According to data the Bureau of Economic Analysis, which is part of the federal government, in 2016 the average federal employee earned $127,259 in total compensation, compared to $70,764 for the private sector. Meanwhile, federal workers enjoyed average annual benefits of $38,450, compared to average benefits in the private sector of just $11,306.
In other words, the average federal employee earns 80% more than a private-sector worker. As we said, that's a real scandal. Yet average Americans are supposed to shed tears for McCabe's "lost" pension rights.
We're not averse to retirement benefits. But, unlike the private sector, government officials have protected and insured retirements and cost-of-living increases.
Today, most private sector workers rely on their own savings and the financially shaky Social Security system for retirement. But as they do, they'll also have to pony up for the retirements of local, state and federal workers, most of whom get a far better deal than the private sector workers do.
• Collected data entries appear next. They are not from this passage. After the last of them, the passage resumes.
// Rolenav
// Copyright (C) 2025 Synerthink

// This program is free software: you can redistribute it and/or modify
// it under the terms of the GNU Affero General Public License as published by
// the Free Software Foundation, either version 3 of the License, or
// (at your option) any later version.

// This program is distributed in the hope that it will be useful,
// but WITHOUT ANY WARRANTY; without even the implied warranty of
// MERCHANTABILITY or FITNESS FOR A PARTICULAR PURPOSE.  See the
// GNU Affero General Public License for more details.

// You should have received a copy of the GNU Affero General Public License
// along with this program.  If not, see <http://www.gnu.org/licenses/>.

use anyhow::{Context, Result};
use serde::{Deserialize, Serialize};
use std::path::{Path, PathBuf};

#[derive(Debug, Clone, PartialEq, Serialize, Deserialize)]
#[serde(default)]
pub struct RolenavConfig {
    /// Grant file used when no server is configured
    pub data_file: PathBuf,
    /// Remote permission API; local file mode when unset
    pub server_url: Option<String>,
    pub catalog_path: Option<PathBuf>,
    /// Authoritative role list; derived from stored grants when empty
    pub roles: Vec<String>,
    pub collapse_threshold: usize,
    pub serve: ServeConfig,
}

#[derive(Debug, Clone, PartialEq, Serialize, Deserialize)]
#[serde(default)]
pub struct ServeConfig {
    pub bind_address: String,
    pub max_body_size: usize,
}

impl Default for RolenavConfig {
    fn default() -> Self {
        Self {
            data_file: dirs::data_local_dir().unwrap_or_else(|| PathBuf::from(".")).join("rolenav").join("grants.json"),
            server_url: None,
            catalog_path: None,
            roles: Vec::new(),
            collapse_threshold: rolenav_core::COLLAPSE_THRESHOLD,
            serve: ServeConfig::default(),
        }
    }
}

impl Default for ServeConfig {
    fn default() -> Self {
        let api = rolenav_api::Config::default();
        Self {
            bind_address: api.bind_address,
            max_body_size: api.max_body_size,
        }
    }
}

impl RolenavConfig {
    pub fn load_from_file(path: impl AsRef<Path>) -> Result<Self> {
        let path = path.as_ref();
        let content = std::fs::read_to_string(path).with_context(|| format!("reading {}", path.display()))?;
        let config: Self = toml::from_str(&content).with_context(|| format!("parsing {}", path.display()))?;
        Ok(config)
    }

    pub fn save_to_file(&self, path: impl AsRef<Path>) -> Result<()> {
        let content = toml::to_string_pretty(self)?;
        std::fs::write(path, content)?;
        Ok(())
    }

    pub fn resolve_config(cli_config: Option<PathBuf>, cli_server: Option<String>, cli_data_file: Option<PathBuf>) -> Result<Self> {
        Self::resolve_with(cli_config, cli_server, cli_data_file, |key| std::env::var(key).ok())
    }

    /// Resolve with an explicit environment lookup
    pub fn resolve_with(cli_config: Option<PathBuf>, cli_server: Option<String>, cli_data_file: Option<PathBuf>, env: impl Fn(&str) -> Option<String>) -> Result<Self> {
        let mut config = if let Some(config_path) = cli_config {
            Self::load_from_file(config_path)?
        } else if let Some(env_config) = env("ROLENAV_CONFIG") {
            Self::load_from_file(env_config)?
        } else {
            Self::default()
        };

        // CLI flags override environment settings
        if let Some(server) = cli_server {
            config.server_url = Some(server);
        } else if let Some(env_server) = env("ROLENAV_SERVER_URL") {
            config.server_url = Some(env_server);
        }

        if let Some(data_file) = cli_data_file {
            config.data_file = data_file;
        } else if let Some(env_data_file) = env("ROLENAV_DATA_FILE") {
            config.data_file = PathBuf::from(env_data_file);
        }

        config.server_url = config.server_url.filter(|url| !url.trim().is_empty());
        Ok(config)
    }

    /// Server configuration for `rolenav serve`
    pub fn api_config(&self) -> rolenav_api::Config {
        rolenav_api::Config {
            bind_address: self.serve.bind_address.clone(),
            data_file: self.data_file.clone(),
            catalog_path: self.catalog_path.clone(),
            roles: self.roles.clone(),
            collapse_threshold: self.collapse_threshold,
            max_body_size: self.serve.max_body_size,
        }
    }
}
The public-private gap is quite scary: According to a 2011 CBO study, among private-sector workers aged 55 to 64, 52% had nothing — zero — in retirement savings. But if you work for a local, state or federal government, no worries.
"In reality, public pension plans offer long-term government workers benefits that make them among the best-off retirees in the country," wrote the American Enterprise Institute in a 2014 study. "Indeed, the average full-career government worker in eight states retires as a 'pension millionaire,' with 23 states paying $750,000 or more in lifetime retirement benefits."
So don't cry for McCabe. He'll likely get his gilded FBI pension anyway, and even if he loses that, he'll still get a nice federal package to retire on. After all, big government takes care of its own — and that doesn't include you.